The two collected apparel and accessories from the closet of Sara Berman (their respective mother and grandmother), and they are presenting them in a special exhibition opening today at The Metropolitan Museum of Art in New York.
The installation, called “Sara Berman’s Closet,” focuses on Berman’s collection of all-white clothing, which she meticulously organized in her Greenwich Village studio, where she lived from 1982 to 2004. According to the Kalmans, their grandmother felt that her monochromatic apparel “both contained her life and revealed it.”
Included are a wide range of personal items: nightgowns, shirts, pants, hats, beauty products, glasses and, of course, shoes.
While the items might be considered retro, their simplicity lends them a modern feel. A pair of linen-colored oxfords, for instance, could have been plucked off the latest Paris runways.
Berman herself has a universally American story. Born in Belarus and married in Tel Aviv, she eventually immigrated to the U.S. and settled in the Bronx, where she raised her family. She remained there until leaving her husband and all her possessions for a modest life in the Village.

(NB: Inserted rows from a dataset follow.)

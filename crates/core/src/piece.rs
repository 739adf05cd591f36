//! The active falling piece.

use crate::board::Board;
use crate::pieces::{shape_of, PieceCells, Shape};
use crate::rules::is_valid_placement;
use crate::types::{Rotation, ShapeKind};

/// Rotation direction for [`Piece::rotate`]
#[derive(Debug, Clone, Copy, PartialEq, Eq)]
pub enum RotateDirection {
    Clockwise,
    CounterClockwise,
}

impl RotateDirection {
    fn apply(self, rotation: Rotation) -> Rotation {
        match self {
            RotateDirection::Clockwise => rotation.rotate_cw(),
            RotateDirection::CounterClockwise => rotation.rotate_ccw(),
        }
    }
}

/// A shape placed on the board: origin of its bounding box plus a rotation.
#[derive(Debug, Clone, Copy, PartialEq, Eq)]
pub struct Piece {
    shape: &'static Shape,
    rotation: Rotation,
    x: i16,
    y: i16,
}

impl Piece {
    /// Piece at an explicit position
    pub fn new(kind: ShapeKind, rotation: Rotation, x: i16, y: i16) -> Self {
        Self {
            shape: shape_of(kind),
            rotation,
            x,
            y,
        }
    }

    /// Rotation-0 piece centered horizontally on the top row
    pub fn spawn(kind: ShapeKind, board_cols: u16) -> Self {
        let size = shape_of(kind).size() as i16;
        let x = (board_cols as i16 - size) / 2;
        Self::new(kind, Rotation::North, x, 0)
    }

    pub fn kind(&self) -> ShapeKind {
        self.shape.kind()
    }

    pub fn shape(&self) -> &'static Shape {
        self.shape
    }

    pub fn rotation(&self) -> Rotation {
        self.rotation
    }

    pub fn x(&self) -> i16 {
        self.x
    }

    pub fn y(&self) -> i16 {
        self.y
    }

    /// Absolute cells if the piece were moved by (dx, dy) and set to `rotation`.
    pub fn cells_at(&self, dx: i16, dy: i16, rotation: Rotation) -> PieceCells {
        let mut cells = self.shape.cells(rotation);
        for (cx, cy) in cells.iter_mut() {
            *cx += self.x + dx;
            *cy += self.y + dy;
        }
        cells
    }

    /// Absolute cells at the current position and rotation
    pub fn cells(&self) -> PieceCells {
        self.cells_at(0, 0, self.rotation)
    }

    /// Whether the current placement is legal on `board`
    pub fn fits(&self, board: &Board) -> bool {
        is_valid_placement(board, &self.cells())
    }

    /// Move by (dx, dy) if the target placement is legal.
    /// Returns false (and leaves the piece alone) when blocked.
    pub fn translate(&mut self, dx: i16, dy: i16, board: &Board) -> bool {
        if !is_valid_placement(board, &self.cells_at(dx, dy, self.rotation)) {
            return false;
        }
        self.x += dx;
        self.y += dy;
        true
    }

    /// Rotate in place if the rotated cells fit. No kicks are attempted.
    pub fn rotate(&mut self, direction: RotateDirection, board: &Board) -> bool {
        let target = direction.apply(self.rotation);
        if !is_valid_placement(board, &self.cells_at(0, 0, target)) {
            return false;
        }
        self.rotation = target;
        true
    }
}

#[cfg(test)]
mod tests {
    use super::*;

    #[test]
    fn test_spawn_is_top_center() {
        let t = Piece::spawn(ShapeKind::T, 10);
        assert_eq!((t.x(), t.y()), (3, 0));
        assert_eq!(t.rotation(), Rotation::North);

        let o = Piece::spawn(ShapeKind::O, 10);
        assert_eq!(o.x(), 4);
        assert_eq!(o.cells().as_slice(), &[(4, 0), (5, 0), (4, 1), (5, 1)]);

        let i = Piece::spawn(ShapeKind::I, 10);
        assert_eq!(i.x(), 3);
    }

    #[test]
    fn test_cells_at_does_not_mutate() {
        let piece = Piece::spawn(ShapeKind::L, 10);
        let moved = piece.cells_at(2, 5, Rotation::South);
        assert_eq!(piece.cells(), Piece::spawn(ShapeKind::L, 10).cells());
        assert!(moved.iter().all(|&(_, y)| y >= 5));
    }

    #[test]
    fn test_translate_rejected_at_wall() {
        let board = Board::new(10, 20);
        let mut piece = Piece::new(ShapeKind::O, Rotation::North, 0, 0);
        assert!(!piece.translate(-1, 0, &board));
        assert_eq!(piece.x(), 0);
        assert!(piece.translate(1, 0, &board));
        assert_eq!(piece.x(), 1);
    }

    #[test]
    fn test_rotate_rejected_when_blocked() {
        let mut board = Board::new(10, 20);
        let mut piece = Piece::new(ShapeKind::I, Rotation::North, 3, 0);
        // East rotation occupies column 5, rows 0..4
        board.set(5, 3, Some(ShapeKind::O));
        assert!(!piece.rotate(RotateDirection::Clockwise, &board));
        assert_eq!(piece.rotation(), Rotation::North);

        board.clear();
        assert!(piece.rotate(RotateDirection::Clockwise, &board));
        assert_eq!(piece.rotation(), Rotation::East);
    }
}
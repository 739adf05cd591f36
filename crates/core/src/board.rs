//! Board module - manages the game grid
//!
//! The board is a `cols x rows` grid where each cell is empty or filled with a
//! shape kind (its color tag). Uses a flat row-major vector for cache locality.
//! Coordinates: (x, y) where x grows left to right and y grows top to bottom.

use crate::error::CoreError;
use crate::piece::Piece;
use crate::types::Cell;

/// The game board - flat row-major storage (y * cols + x)
#[derive(Debug, Clone, PartialEq)]
pub struct Board {
    cols: u16,
    rows: u16,
    cells: Vec<Cell>,
}

impl Board {
    /// Create a new empty board
    pub fn new(cols: u16, rows: u16) -> Self {
        Self {
            cols,
            rows,
            cells: vec![None; cols as usize * rows as usize],
        }
    }

    /// Calculate flat index from (x, y) coordinates
    #[inline(always)]
    fn index(&self, x: i16, y: i16) -> Option<usize> {
        if !self.is_inside_bounds(x, y) {
            return None;
        }
        Some((y as usize) * (self.cols as usize) + (x as usize))
    }

    /// Width of the board in cells
    pub fn width(&self) -> u16 {
        self.cols
    }

    /// Height of the board in cells
    pub fn height(&self) -> u16 {
        self.rows
    }

    /// True iff `0 <= x < cols` and `0 <= y < rows`
    #[inline]
    pub fn is_inside_bounds(&self, x: i16, y: i16) -> bool {
        x >= 0 && y >= 0 && (x as u16) < self.cols && (y as u16) < self.rows
    }

    /// Whether the cell at (x, y) is filled.
    ///
    /// Out-of-bounds coordinates are a caller bug and yield
    /// [`CoreError::OutOfBounds`]; check [`Board::is_inside_bounds`] first.
    pub fn is_occupied(&self, x: i16, y: i16) -> Result<bool, CoreError> {
        match self.index(x, y) {
            Some(idx) => Ok(self.cells[idx].is_some()),
            None => Err(CoreError::OutOfBounds {
                x,
                y,
                cols: self.cols,
                rows: self.rows,
            }),
        }
    }

    /// Get cell at position (x, y)
    /// Returns None if out of bounds
    pub fn get(&self, x: i16, y: i16) -> Option<Cell> {
        self.index(x, y).map(|idx| self.cells[idx])
    }

    /// Set cell at position (x, y)
    /// Returns false if out of bounds
    pub fn set(&mut self, x: i16, y: i16, cell: Cell) -> bool {
        match self.index(x, y) {
            Some(idx) => {
                self.cells[idx] = cell;
                true
            }
            None => false,
        }
    }

    /// Check if a row is completely filled
    pub fn is_row_full(&self, y: usize) -> bool {
        self.row(y)
            .map(|row| row.iter().all(|cell| cell.is_some()))
            .unwrap_or(false)
    }

    /// Cells of row `y`, left to right
    pub fn row(&self, y: usize) -> Option<&[Cell]> {
        if y >= self.rows as usize {
            return None;
        }
        let start = y * self.cols as usize;
        Some(&self.cells[start..start + self.cols as usize])
    }

    /// Rows from top to bottom
    pub fn rows(&self) -> impl Iterator<Item = &[Cell]> {
        self.cells.chunks_exact(self.cols as usize)
    }

    /// Write the piece's cells into the board, tagged with its shape kind.
    ///
    /// The placement must already have passed
    /// [`is_valid_placement`](crate::rules::is_valid_placement). A piece that is
    /// out of bounds or overlapping yields [`CoreError::InvalidLock`] and the
    /// board is left untouched.
    pub fn lock(&mut self, piece: &Piece) -> Result<(), CoreError> {
        let cells = piece.cells();

        for &(x, y) in &cells {
            if !matches!(self.get(x, y), Some(None)) {
                return Err(CoreError::InvalidLock { x, y });
            }
        }

        let kind = piece.kind();
        for &(x, y) in &cells {
            self.set(x, y, Some(kind));
        }
        Ok(())
    }

    /// Clear all full rows in one pass and return how many were removed.
    ///
    /// Two-pointer compaction from the bottom up: every kept row moves down by
    /// the number of full rows below it, then the vacated top rows are emptied.
    pub fn clear_full_rows(&mut self) -> usize {
        let width = self.cols as usize;
        let height = self.rows as usize;
        let mut write_y = height;
        let mut cleared = 0;

        for read_y in (0..height).rev() {
            if self.is_row_full(read_y) {
                cleared += 1;
            } else {
                write_y -= 1;
                if write_y != read_y {
                    let src_start = read_y * width;
                    let dst_start = write_y * width;
                    self.cells
                        .copy_within(src_start..src_start + width, dst_start);
                }
            }
        }

        self.cells[..write_y * width].fill(None);
        cleared
    }

    /// Number of filled cells
    pub fn occupied_count(&self) -> usize {
        self.cells.iter().filter(|cell| cell.is_some()).count()
    }

    /// Get a reference to the internal cells array
    pub fn cells(&self) -> &[Cell] {
        &self.cells
    }

    /// Empty every cell
    pub fn clear(&mut self) {
        self.cells.fill(None);
    }

    /// Build a board from text rows: `.` is empty, a shape letter is filled.
    ///
    /// Handy for fixtures; unknown characters count as empty.
    pub fn from_ascii(rows: &[&str]) -> Self {
        let height = rows.len() as u16;
        let width = rows.iter().map(|r| r.chars().count()).max().unwrap_or(0) as u16;
        let mut board = Self::new(width, height);
        for (y, row) in rows.iter().enumerate() {
            for (x, ch) in row.chars().enumerate() {
                let cell = crate::types::ShapeKind::from_str(&ch.to_string());
                board.set(x as i16, y as i16, cell);
            }
        }
        board
    }
}

impl Default for Board {
    fn default() -> Self {
        Self::new(crate::types::DEFAULT_COLS, crate::types::DEFAULT_ROWS)
    }
}
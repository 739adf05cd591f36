//! GameView: maps a [`GameSnapshot`] into a terminal framebuffer.
//!
//! This module is pure (no I/O). It can be unit-tested.

use crate::core::{get_shape, GameSnapshot};
use crate::fb::{CellStyle, FrameBuffer, Rgb};
use crate::types::{Rotation, ShapeKind};

const PLAYFIELD_BG: Rgb = Rgb::new(30, 30, 40);
const PANEL_BG: Rgb = Rgb::new(0, 0, 0);

/// Terminal viewport dimensions.
#[derive(Debug, Clone, Copy, PartialEq, Eq)]
pub struct Viewport {
    pub width: u16,
    pub height: u16,
}

impl Viewport {
    pub fn new(width: u16, height: u16) -> Self {
        Self { width, height }
    }
}

/// Draws the board, the falling piece and a small side panel.
#[derive(Debug, Clone)]
pub struct GameView {
    /// Board cell width in terminal columns.
    cell_w: u16,
    /// Board cell height in terminal rows.
    cell_h: u16,
}

impl Default for GameView {
    fn default() -> Self {
        // 2x1 helps compensate for typical terminal glyph aspect ratio.
        Self { cell_w: 2, cell_h: 1 }
    }
}

/// Screen rectangle of the bordered playfield
#[derive(Debug, Clone, Copy)]
struct Frame {
    x: u16,
    y: u16,
    w: u16,
    h: u16,
}

impl GameView {
    pub fn new(cell_w: u16, cell_h: u16) -> Self {
        Self {
            cell_w: cell_w.max(1),
            cell_h: cell_h.max(1),
        }
    }

    /// Render into an existing framebuffer, resizing it to the viewport.
    pub fn render_into(&self, snap: &GameSnapshot, viewport: Viewport, fb: &mut FrameBuffer) {
        fb.resize(viewport.width, viewport.height);
        fb.clear(CellStyle::new(Rgb::default(), PANEL_BG).cell(' '));

        let board_w = snap.width.saturating_mul(self.cell_w);
        let board_h = snap.height.saturating_mul(self.cell_h);
        let frame = Frame {
            x: viewport.width.saturating_sub(board_w + 2) / 2,
            y: viewport.height.saturating_sub(board_h + 2) / 2,
            w: board_w + 2,
            h: board_h + 2,
        };

        self.draw_border(fb, frame);

        for y in 0..snap.height {
            for x in 0..snap.width {
                match snap.cell(x, y).flatten() {
                    Some(kind) => self.draw_block(fb, frame, x, y, kind),
                    None => self.draw_empty_cell(fb, frame, x, y),
                }
            }
        }

        if let Some(active) = &snap.active {
            // A landed piece is drawn without bold until it locks.
            let mut style = CellStyle::new(shape_color(active.kind), PLAYFIELD_BG);
            if !active.grounded {
                style = style.bold();
            }
            for &(x, y) in &active.cells {
                if x >= 0 && y >= 0 && (x as u16) < snap.width && (y as u16) < snap.height {
                    self.fill_cell(fb, frame, x as u16, y as u16, '█', style);
                }
            }
        }

        self.draw_side_panel(fb, snap, viewport, frame);

        if snap.game_over {
            self.draw_overlay_text(fb, frame, "GAME OVER", 0);
            self.draw_overlay_text(fb, frame, "r: new game", 2);
        }
    }

    /// Convenience helper that allocates a new framebuffer.
    pub fn render(&self, snap: &GameSnapshot, viewport: Viewport) -> FrameBuffer {
        let mut fb = FrameBuffer::new(viewport.width, viewport.height);
        self.render_into(snap, viewport, &mut fb);
        fb
    }

    fn draw_border(&self, fb: &mut FrameBuffer, frame: Frame) {
        let Frame { x, y, w, h } = frame;
        let style = CellStyle::new(Rgb::new(200, 200, 200), PANEL_BG);

        fb.put_str(x, y, "┌", style);
        fb.put_str(x + w - 1, y, "┐", style);
        fb.put_str(x, y + h - 1, "└", style);
        fb.put_str(x + w - 1, y + h - 1, "┘", style);
        for dx in 1..w - 1 {
            fb.put_str(x + dx, y, "─", style);
            fb.put_str(x + dx, y + h - 1, "─", style);
        }
        for dy in 1..h - 1 {
            fb.put_str(x, y + dy, "│", style);
            fb.put_str(x + w - 1, y + dy, "│", style);
        }
    }

    fn draw_empty_cell(&self, fb: &mut FrameBuffer, frame: Frame, x: u16, y: u16) {
        let style = CellStyle::new(Rgb::new(90, 90, 100), PLAYFIELD_BG).dim();
        self.fill_cell(fb, frame, x, y, '·', style);
    }

    fn draw_block(&self, fb: &mut FrameBuffer, frame: Frame, x: u16, y: u16, kind: ShapeKind) {
        let style = CellStyle::new(shape_color(kind), PLAYFIELD_BG).bold();
        self.fill_cell(fb, frame, x, y, '█', style);
    }

    fn fill_cell(&self, fb: &mut FrameBuffer, frame: Frame, x: u16, y: u16, ch: char, style: CellStyle) {
        let px = frame.x + 1 + x * self.cell_w;
        let py = frame.y + 1 + y * self.cell_h;
        fb.fill_rect(px, py, self.cell_w, self.cell_h, ch, style);
    }

    fn draw_side_panel(&self, fb: &mut FrameBuffer, snap: &GameSnapshot, viewport: Viewport, frame: Frame) {
        let panel_x = frame.x.saturating_add(frame.w).saturating_add(2);
        if panel_x.saturating_add(10) > viewport.width {
            return;
        }

        let label = CellStyle::default().bold();
        let value = CellStyle::new(Rgb::new(200, 200, 200), PANEL_BG);

        let mut y = frame.y;
        fb.put_str(panel_x, y, "LINES", label);
        fb.put_u32(panel_x, y + 1, snap.lines, value);
        y += 3;

        fb.put_str(panel_x, y, "PIECES", label);
        fb.put_u32(panel_x, y + 1, snap.pieces, value);
        y += 3;

        fb.put_str(panel_x, y, "NEXT", label);
        if let Some(kind) = snap.next {
            fb.put_str(panel_x + 5, y, kind.letter(), value);
            let style = CellStyle::new(shape_color(kind), PANEL_BG).bold();
            for (dx, dy) in get_shape(kind, Rotation::North) {
                fb.fill_rect(panel_x + dx as u16 * 2, y + 1 + dy as u16, 2, 1, '█', style);
            }
        }
        y += 6;

        let help = CellStyle::new(Rgb::new(140, 140, 140), PANEL_BG).dim();
        for line in ["←/→ move", "↑ rotate", "↓ soft drop", "q quit"] {
            fb.put_str(panel_x, y, line, help);
            y += 1;
        }
    }

    fn draw_overlay_text(&self, fb: &mut FrameBuffer, frame: Frame, text: &str, row_offset: u16) {
        let y = frame.y + frame.h / 2 + row_offset;
        let text_w = text.chars().count() as u16;
        let x = frame.x + frame.w.saturating_sub(text_w) / 2;
        fb.put_str(x, y, text, CellStyle::new(Rgb::new(255, 255, 255), PANEL_BG).bold());
    }
}

/// Block color for a shape kind
pub fn shape_color(kind: ShapeKind) -> Rgb {
    match kind {
        ShapeKind::I => Rgb::new(80, 220, 220),
        ShapeKind::O => Rgb::new(240, 220, 80),
        ShapeKind::T => Rgb::new(200, 120, 220),
        ShapeKind::S => Rgb::new(100, 220, 120),
        ShapeKind::Z => Rgb::new(220, 80, 80),
        ShapeKind::J => Rgb::new(80, 120, 220),
        ShapeKind::L => Rgb::new(255, 165, 0),
    }
}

Her daughter and grandson have created the installation as a tribute and memorial to this everyday individualist.
The closet will be on view May 6 to Sept. 5 on the first floor of the Met.
It will be presented as a small period room in dialogue with The Met’s recently installed Worsham-Rockefeller Dressing Room from 1882, which will feature 1880s clothing of the type worn by Arabella Worsham.